# [Task item]
What you return must match the records word for word.

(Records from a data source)
================

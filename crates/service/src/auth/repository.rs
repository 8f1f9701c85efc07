use async_trait::async_trait;
use models::Role;

use super::domain::{AuthUser, Credentials};

/// Profile fields for a new account.
#[derive(Debug, Clone, Copy)]
pub struct NewUser<'a> {
    pub email: &'a str,
    pub name: &'a str,
    pub phone: Option<&'a str>,
    pub role: Role,
}
use super::errors::AuthError;

/// Repository abstraction for auth-related persistence.
#[async_trait]
pub trait AuthRepository: Send + Sync {
    async fn find_user_by_email(&self, email: &str) -> Result<Option<AuthUser>, AuthError>;
    async fn find_user_by_id(&self, id: i32) -> Result<Option<AuthUser>, AuthError>;
    /// Insert the user and its password hash together; a taken email is
    /// `AuthError::Conflict`.
    async fn create_user_with_password(
        &self,
        user: NewUser<'_>,
        password_hash: String,
        password_algorithm: String,
    ) -> Result<AuthUser, AuthError>;
    async fn has_admin(&self) -> Result<bool, AuthError>;

    async fn get_credentials(&self, user_id: i32) -> Result<Option<Credentials>, AuthError>;
    async fn upsert_password(&self, user_id: i32, password_hash: String, password_algorithm: String) -> Result<Credentials, AuthError>;
}

/// Simple in-memory mock repository for tests and doc examples
pub mod mock {
    use super::*;
    use std::collections::HashMap;
    use std::sync::Mutex;

    use models::UserStatus;

    #[derive(Default)]
    pub struct MockAuthRepository {
        users: Mutex<HashMap<String, AuthUser>>, // key: email
        creds: Mutex<HashMap<i32, Credentials>>, // key: user_id
    }

    impl MockAuthRepository {
        /// Flip a stored user's status.
        pub fn set_status(&self, user_id: i32, status: UserStatus) {
            if let Ok(mut users) = self.users.lock() {
                if let Some(u) = users.values_mut().find(|u| u.id == user_id) {
                    u.status = status;
                }
            }
        }
    }

    fn poisoned<T>(_: T) -> AuthError { AuthError::Repository("mock lock poisoned".into()) }

    #[async_trait]
    impl AuthRepository for MockAuthRepository {
        async fn find_user_by_email(&self, email: &str) -> Result<Option<AuthUser>, AuthError> {
            let users = self.users.lock().map_err(poisoned)?;
            Ok(users.get(&email.trim().to_ascii_lowercase()).cloned())
        }

        async fn find_user_by_id(&self, id: i32) -> Result<Option<AuthUser>, AuthError> {
            let users = self.users.lock().map_err(poisoned)?;
            Ok(users.values().find(|u| u.id == id).cloned())
        }

        async fn create_user_with_password(
            &self,
            new: NewUser<'_>,
            password_hash: String,
            password_algorithm: String,
        ) -> Result<AuthUser, AuthError> {
            let email = models::user::validate_email(new.email)?;
            let name = models::user::validate_name(new.name)?;
            let mut users = self.users.lock().map_err(poisoned)?;
            let mut creds = self.creds.lock().map_err(poisoned)?;
            if users.contains_key(&email) {
                return Err(AuthError::Conflict);
            }
            let id = users.len() as i32 + 1;
            let user = AuthUser { id, email: email.clone(), name, role: new.role, status: UserStatus::Active };
            users.insert(email, user.clone());
            creds.insert(id, Credentials { user_id: id, password_hash, password_algorithm });
            Ok(user)
        }

        async fn has_admin(&self) -> Result<bool, AuthError> {
            let users = self.users.lock().map_err(poisoned)?;
            Ok(users.values().any(|u| u.role == Role::Admin))
        }

        async fn get_credentials(&self, user_id: i32) -> Result<Option<Credentials>, AuthError> {
            let creds = self.creds.lock().map_err(poisoned)?;
            Ok(creds.get(&user_id).cloned())
        }

        async fn upsert_password(&self, user_id: i32, password_hash: String, password_algorithm: String) -> Result<Credentials, AuthError> {
            let mut creds = self.creds.lock().map_err(poisoned)?;
            let c = Credentials { user_id, password_hash, password_algorithm };
            creds.insert(user_id, c.clone());
            Ok(c)
        }
    }
}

================

# [Answer box]
filename crates/service/src/auth/repository.rs
repository 8f1f9701c85efc07
use async_trait::async_trait;
use models::Role;

use super::domain::{AuthUser, Credentials};

/// Profile fields for a new account.
#[derive(Debug, Clone, Copy)]
pub struct NewUser<'a> {
    pub email: &'a str,
    pub name: &'a str,
    pub phone: Option<&'a str>,
    pub role: Role,
}
use super::errors::AuthError;

/// Repository abstraction for auth-related persistence.
#[async_trait]
pub trait AuthRepository: Send + Sync {
    async fn find_user_by_email(&self, email: &str) -> Result<Option<AuthUser>, AuthError>;
    async fn find_user_by_id(&self, id: i32) -> Result<Option<AuthUser>, AuthError>;
    /// Insert the user and its password hash together; a taken email is
    /// `AuthError::Conflict`.
    async fn create_user_with_password(
        &self,
        user: NewUser<'_>,
        password_hash: String,
        password_algorithm: String,
    ) -> Result<AuthUser, AuthError>;
    async fn has_admin(&self) -> Result<bool, AuthError>;

    async fn get_credentials(&self, user_id: i32) -> Result<Option<Credentials>, AuthError>;
    async fn upsert_password(&self, user_id: i32, password_hash: String, password_algorithm: String) -> Result<Credentials, AuthError>;
}

/// Simple in-memory mock repository for tests and doc examples
pub mod mock {
    use super::*;
    use std::collections::HashMap;
    use std::sync::Mutex;

    use models::UserStatus;

    #[derive(Default)]
    pub struct MockAuthRepository {
        users: Mutex<HashMap<String, AuthUser>>, // key: email
        creds: Mutex<HashMap<i32, Credentials>>, // key: user_id
    }

    impl MockAuthRepository {
        /// Flip a stored user's status.
        pub fn set_status(&self, user_id: i32, status: UserStatus) {
            if let Ok(mut users) = self.users.lock() {
                if let Some(u) = users.values_mut().find(|u| u.id == user_id) {
                    u.status = status;
                }
            }
        }
    }

    fn poisoned<T>(_: T) -> AuthError { AuthError::Repository("mock lock poisoned".into()) }

    #[async_trait]
    impl AuthRepository for MockAuthRepository {
        async fn find_user_by_email(&self, email: &str) -> Result<Option<AuthUser>, AuthError> {
            let users = self.users.lock().map_err(poisoned)?;
            Ok(users.get(&email.trim().to_ascii_lowercase()).cloned())
        }

        async fn find_user_by_id(&self, id: i32) -> Result<Option<AuthUser>, AuthError> {
            let users = self.users.lock().map_err(poisoned)?;
            Ok(users.values().find(|u| u.id == id).cloned())
        }

        async fn create_user_with_password(
            &self,
            new: NewUser<'_>,
            password_hash: String,
            password_algorithm: String,
        ) -> Result<AuthUser, AuthError> {
            let email = models::user::validate_email(new.email)?;
            let name = models::user::validate_name(new.name)?;
            let mut users = self.users.lock().map_err(poisoned)?;
            let mut creds = self.creds.lock().map_err(poisoned)?;
            if users.contains_key(&email) {
                return Err(AuthError::Conflict);
            }
            let id = users.len() as i32 + 1;
            let user = AuthUser { id, email: email.clone(), name, role: new.role, status: UserStatus::Active };
            users.insert(email, user.clone());
            creds.insert(id, Credentials { user_id: id, password_hash, password_algorithm });
            Ok(user)
        }

        async fn has_admin(&self) -> Result<bool, AuthError> {
            let users = self.users.lock().map_err(poisoned)?;
            Ok(users.values().any(|u| u.role == Role::Admin))
        }

        async fn get_credentials(&self, user_id: i32) -> Result<Option<Credentials>, AuthError> {
            let creds = self.creds.lock().map_err(poisoned)?;
            Ok(creds.get(&user_id).cloned())
        }

        async fn upsert_password(&self, user_id: i32, password_hash: String, password_algorithm: String) -> Result<Credentials, AuthError> {
            let mut creds = self.creds.lock().map_err(poisoned)?;
            let c = Credentials { user_id, password_hash, password_algorithm };
            creds.insert(user_id, c.clone());
            Ok(c)
        }
    }
}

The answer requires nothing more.